**Records supplied**
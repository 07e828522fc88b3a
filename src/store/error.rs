use thiserror::Error;
use uuid::Uuid;

/// Failures at the entry-log boundary. Validation and missing targets are
/// reported with enough detail to tell the caller what to fix; everything
/// the storage backend throws at us collapses into [StoreError::Storage].
#[derive(Debug, Error)]
pub enum StoreError {
    #[error("invalid {field}: {reason}")]
    Validation {
        field: &'static str,
        reason: String,
    },
    #[error("no entry with id {0}")]
    NotFound(Uuid),
    #[error("storage failure: {0}")]
    Storage(String),
}

impl From<rusqlite::Error> for StoreError {
    fn from(e: rusqlite::Error) -> Self {
        StoreError::Storage(e.to_string())
    }
}
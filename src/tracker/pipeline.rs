use std::sync::Arc;

use anyhow::Result;
use tokio::sync::mpsc::Receiver;
use tracing::{debug, error, info};

use crate::{
    aggregate::{recorder::Recorder, store::BucketStore},
    classify::{classify, CategoryConfig},
    sync::{dispatch, SessionReport, SyncSink},
};

use super::machine::ClosedSession;

/// Receives finalized sessions, classifies them, folds them into the local
/// day buckets and mirrors them to the sync sink. The local write always
/// happens first; the sink send is dispatched detached and never awaited
/// here.
pub struct SessionPipeline<S: BucketStore> {
    receiver: Receiver<ClosedSession>,
    recorder: Recorder<S>,
    categories: CategoryConfig,
    sink: Arc<dyn SyncSink>,
    user_id: Option<String>,
}

impl<S: BucketStore> SessionPipeline<S> {
    pub fn new(
        receiver: Receiver<ClosedSession>,
        recorder: Recorder<S>,
        categories: CategoryConfig,
        sink: Arc<dyn SyncSink>,
        user_id: Option<String>,
    ) -> Self {
        Self {
            receiver,
            recorder,
            categories,
            sink,
            user_id,
        }
    }

    pub async fn run(mut self) -> Result<()> {
        while let Some(session) = self.receiver.recv().await {
            debug!("Processing session {:?}", session);
            let category = classify(&session.domain, &self.categories);

            match self
                .recorder
                .record(
                    &session.domain,
                    session.duration_seconds,
                    category,
                    &session.title,
                )
                .await
            {
                Ok(()) => {
                    info!(
                        "Recorded {}s on {} as {category}",
                        session.duration_seconds, session.domain
                    );
                    let _ = dispatch(
                        self.sink.clone(),
                        SessionReport {
                            hostname: session.domain,
                            duration_seconds: session.duration_seconds,
                            url: Some(session.url),
                            title: Some(session.title),
                            category,
                            user_id: self.user_id.clone(),
                        },
                    );
                }
                Err(e) => {
                    // Losing the local write breaks the source of truth, the
                    // session is not mirrored either.
                    error!("Failed to persist session for {}: {e:?}", session.domain)
                }
            }
        }

        self.receiver.close();
        Ok(())
    }
}
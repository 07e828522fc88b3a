use chrono::{DateTime, Duration, NaiveDate, NaiveTime, TimeZone};

/// This is the standard way of converting a date to a bucket file name in
/// tabwatch.
pub fn date_to_bucket_name(date: NaiveDate) -> String {
    date.format("%Y-%m-%d").to_string()
}

/// Inverse of [date_to_bucket_name]. Returns None for file names that were
/// not produced by it.
pub fn bucket_name_to_date(name: &str) -> Option<NaiveDate> {
    NaiveDate::parse_from_str(name, "%Y-%m-%d").ok()
}

/// Returns start of the next day.
pub fn next_day_start<Tz: TimeZone>(date: DateTime<Tz>) -> DateTime<Tz> {
    (date + Duration::days(1)).with_time(NaiveTime::MIN).unwrap()
}
use tokio::select;
use tokio_util::sync::CancellationToken;

/// Detects signals sent to the process and flips the cancellation token so
/// the watcher can close its open session before exiting.
pub async fn detect_shutdown(cancelation: CancellationToken) {
    select! {
        _ = tokio::signal::ctrl_c() => {
            cancelation.cancel();
        },
        _ = cancelation.cancelled() => (),
    };
}
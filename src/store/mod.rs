//! The durable entry log and the read-only queries over it.
//! The basic idea is:
//!  - Every finalized session becomes a TimeEntry row in SQLite.
//!  - Writes touch one row at a time: create, bulk create, update, delete.
//!  - Aggregates (summary, daily breakdown, top domains) are explicit
//!    group-by/reduce passes over the filtered rows.

pub mod entry;
pub mod error;
pub mod query;
pub mod sqlite;

pub use entry::{EntryPatch, NewEntry, TimeEntry, MAX_BATCH_SIZE};
pub use error::StoreError;
pub use query::{daily_breakdown, summarize, DayBreakdown, EntryFilter, EntryPage, Summary};
pub use sqlite::EntryStore;
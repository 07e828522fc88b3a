//! Tracks which website currently holds browser focus, turns focus changes
//! into timed sessions, and keeps per-day statistics about where the time
//! went. Sessions are mirrored to an entry log that answers summary, daily
//! breakdown and top-domain queries.

pub mod aggregate;
pub mod classify;
pub mod cli;
pub mod store;
pub mod sync;
pub mod tracker;
pub mod utils;
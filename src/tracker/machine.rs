use chrono::{DateTime, Duration, Utc};

use super::signal::BrowserSignal;

/// Sessions shorter than this are treated as focus noise and dropped.
pub const ACTIVATION_THRESHOLD: Duration = Duration::seconds(1);

/// The session currently accumulating time.
#[derive(Debug, Clone, PartialEq, Eq)]
pub struct OpenSession {
    pub domain: String,
    pub url: String,
    pub title: String,
    pub started_at: DateTime<Utc>,
}

/// A finished session that cleared the activation threshold.
#[derive(Debug, Clone, PartialEq, Eq)]
pub struct ClosedSession {
    pub domain: String,
    pub url: String,
    pub title: String,
    pub duration_seconds: i64,
}

/// Explicit tracker state. At most one session is ever open, and every
/// transition goes through [TrackerState::apply] with an externally supplied
/// `now`, so the machine is deterministic under test.
#[derive(Debug, Clone, PartialEq, Eq, Default)]
pub enum TrackerState {
    #[default]
    Idle,
    Tracking(OpenSession),
}

impl TrackerState {
    /// Advances the machine by one signal. Returns the next state together
    /// with the finalized session, if this signal closed one that cleared
    /// the activation threshold.
    pub fn apply(
        self,
        signal: BrowserSignal,
        now: DateTime<Utc>,
    ) -> (TrackerState, Option<ClosedSession>) {
        match signal {
            BrowserSignal::FocusGained { url, title }
            | BrowserSignal::Navigated { url, title } => self.focus_domain(url, title, now),
            BrowserSignal::FocusLost | BrowserSignal::BrowserFocusLost => {
                let closed = self.close(now);
                (TrackerState::Idle, closed)
            }
            // The host follows up with a FocusGained carrying the active tab,
            // nothing to do here.
            BrowserSignal::BrowserFocusGained => (self, None),
        }
    }

    /// Closes any open session when the watcher itself shuts down.
    pub fn finish(self, now: DateTime<Utc>) -> Option<ClosedSession> {
        self.close(now)
    }

    fn focus_domain(
        self,
        url: String,
        title: String,
        now: DateTime<Utc>,
    ) -> (TrackerState, Option<ClosedSession>) {
        let Some(domain) = hostname_of(&url) else {
            // Browser-internal pages never start a session.
            let closed = self.close(now);
            return (TrackerState::Idle, closed);
        };

        match self {
            TrackerState::Tracking(mut open) if open.domain == domain => {
                // Navigation within the same domain keeps the session going.
                open.url = url;
                open.title = title;
                (TrackerState::Tracking(open), None)
            }
            other => {
                let closed = other.close(now);
                (
                    TrackerState::Tracking(OpenSession {
                        domain,
                        url,
                        title,
                        started_at: now,
                    }),
                    closed,
                )
            }
        }
    }

    /// Closing while Idle is a no-op. Sub-threshold sessions are discarded.
    fn close(self, now: DateTime<Utc>) -> Option<ClosedSession> {
        match self {
            TrackerState::Idle => None,
            TrackerState::Tracking(open) => {
                let duration = now - open.started_at;
                if duration < ACTIVATION_THRESHOLD {
                    return None;
                }
                Some(ClosedSession {
                    domain: open.domain,
                    url: open.url,
                    title: open.title,
                    duration_seconds: duration.num_seconds(),
                })
            }
        }
    }
}

/// Extracts the registrable host from a url, normalized by lowercasing and
/// stripping a leading "www.". Returns None for anything that isn't a regular
/// web page (about:, chrome:, file:, malformed input).
pub fn hostname_of(url: &str) -> Option<String> {
    let rest = url
        .strip_prefix("https://")
        .or_else(|| url.strip_prefix("http://"))?;
    let authority = rest.split(['/', '?', '#']).next().unwrap_or("");
    // Drop userinfo and port.
    let host = authority.rsplit('@').next().unwrap_or("");
    let host = host.split(':').next().unwrap_or("");
    let host = host.strip_prefix("www.").unwrap_or(host);
    if host.is_empty() {
        None
    } else {
        Some(host.to_ascii_lowercase())
    }
}
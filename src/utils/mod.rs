pub mod clock;
pub mod dir;
pub mod logging;
pub mod time;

**Task prompt**
How many lines of the listing hold the string "while"? Give the number alone.

**Answer area**
2